Pengawasan Pemilihan Umum Berbasis Partisipatif

Pengawasan Pemilihan Umum  Berbasis Partisipatif

KUALITAS dari sebuah Pemilihan Umum salah satunya bisa di ukur dari rendahnya tingkat pelanggaran yang terjadi, semakin rendahnya tingkat pelanggaran yang ada maka penyelenggaraan Pemilihan umum semakin mendekati kualitas yang baik.
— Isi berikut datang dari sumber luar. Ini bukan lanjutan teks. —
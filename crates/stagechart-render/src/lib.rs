#![forbid(unsafe_code)]

pub mod canvas;
pub mod draw;
pub mod figure;
pub mod svg;
pub mod text;

use crate::canvas::Canvas;
use crate::figure::Figure;
use crate::text::{DeterministicTextMeasurer, TextMeasurer};
use stagechart_core::layout::{BoxLayout, layout_diagram};
use stagechart_core::style::TextStyle;
use stagechart_core::{DiagramConfig, geom::Bounds};
use std::sync::Arc;

#[derive(Debug, thiserror::Error)]
pub enum Error {
    #[error(transparent)]
    Config(#[from] stagechart_core::Error),
    #[error("nothing to render: the scene has no bounds and no content")]
    EmptyScene,
}

pub type Result<T> = std::result::Result<T, Error>;

#[derive(Clone)]
pub struct RenderOptions {
    pub text_measurer: Arc<dyn TextMeasurer + Send + Sync>,
    /// Used to check label fit in pixels; does not affect geometry.
    pub figure: Figure,
}

impl Default for RenderOptions {
    fn default() -> Self {
        Self {
            text_measurer: Arc::new(DeterministicTextMeasurer::bold()),
            figure: Figure::default(),
        }
    }
}

/// Draws the whole diagram onto `canvas` and finishes it.
///
/// The layout is computed (and validated) before the first draw call, so a failing
/// configuration never leaves a partially drawn canvas behind.
pub fn render_diagram<C: Canvas>(
    config: &DiagramConfig,
    mut canvas: C,
    options: &RenderOptions,
) -> Result<C::Output> {
    let layout = layout_diagram(config)?;

    for b in &layout.boxes {
        tracing::debug!(index = b.index, y = b.y, fill = %b.fill.to_hex(), "drawing stage");
        check_label_fit(b, &layout.bounds, options);
        draw::draw_stage_box(&mut canvas, b);
    }
    for c in &layout.connectors {
        draw::draw_connector(&mut canvas, c);
    }
    draw::finalize(&mut canvas, &layout.title, layout.bounds);

    canvas.finish()
}

fn check_label_fit(b: &BoxLayout, bounds: &Bounds, options: &RenderOptions) {
    let fig = &options.figure;
    let (sx, sy) = fig.scale(bounds);
    let style = TextStyle::LABEL;
    let metrics = options.text_measurer.measure(
        &b.label,
        fig.pt_to_px(style.font_size_pt),
        style.line_spacing,
    );
    let (box_w, box_h) = (b.width * sx, b.height * sy);
    if metrics.width > box_w || metrics.height > box_h {
        tracing::warn!(
            index = b.index,
            label_width = metrics.width,
            label_height = metrics.height,
            box_width = box_w,
            box_height = box_h,
            "stage label overflows its box"
        );
    }
}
Pelanggaran dalam Pemilihan Umum memiliki dua dimensi yang sama krusialnya yaitu, pelanggaran yang dampaknya secara langsung mempengaruhi hasil Pemilihan Umum, misalnya menghilangkan hak pilih seseorang atau mengubah perolehan suara hasil Pemilu, dan Pelanggaran yang dampaknya secara tidak langsung mempengaruhi hasil pemilihan umum, seperti pelanggaran tata cara dan sejenisnya.

Pada setiap momentum Pemilihan Umum (Legislatif, pemilihan Presiden dan Wakil presiden dan pemilihan kepala daerah) tingkat kerawanan terhadap pelanggaran tersebar diberbagai tahapan secara variatif, pelanggaran-pelanggaran yang ada tersebut umumnya dilakukan oleh berbagai pihak, seperti peserta Pemilihan umum atau tim sukses dan penyelenggara Pemilihan umum itu sendiri. Setidaknya ada 4 (empat) pra syarat dari terciptanya Pemilihan umum yang berkualitas, yakni (a) tersedianya sistem rekrutmen kader di partai politik, (b) sistem Pemilihan umum dan kerangka hukum yang memayunginya, (c) tersedianya penyelenggara pemilihan umum yang netral dan profesional, (d) kecerdasan pemilih.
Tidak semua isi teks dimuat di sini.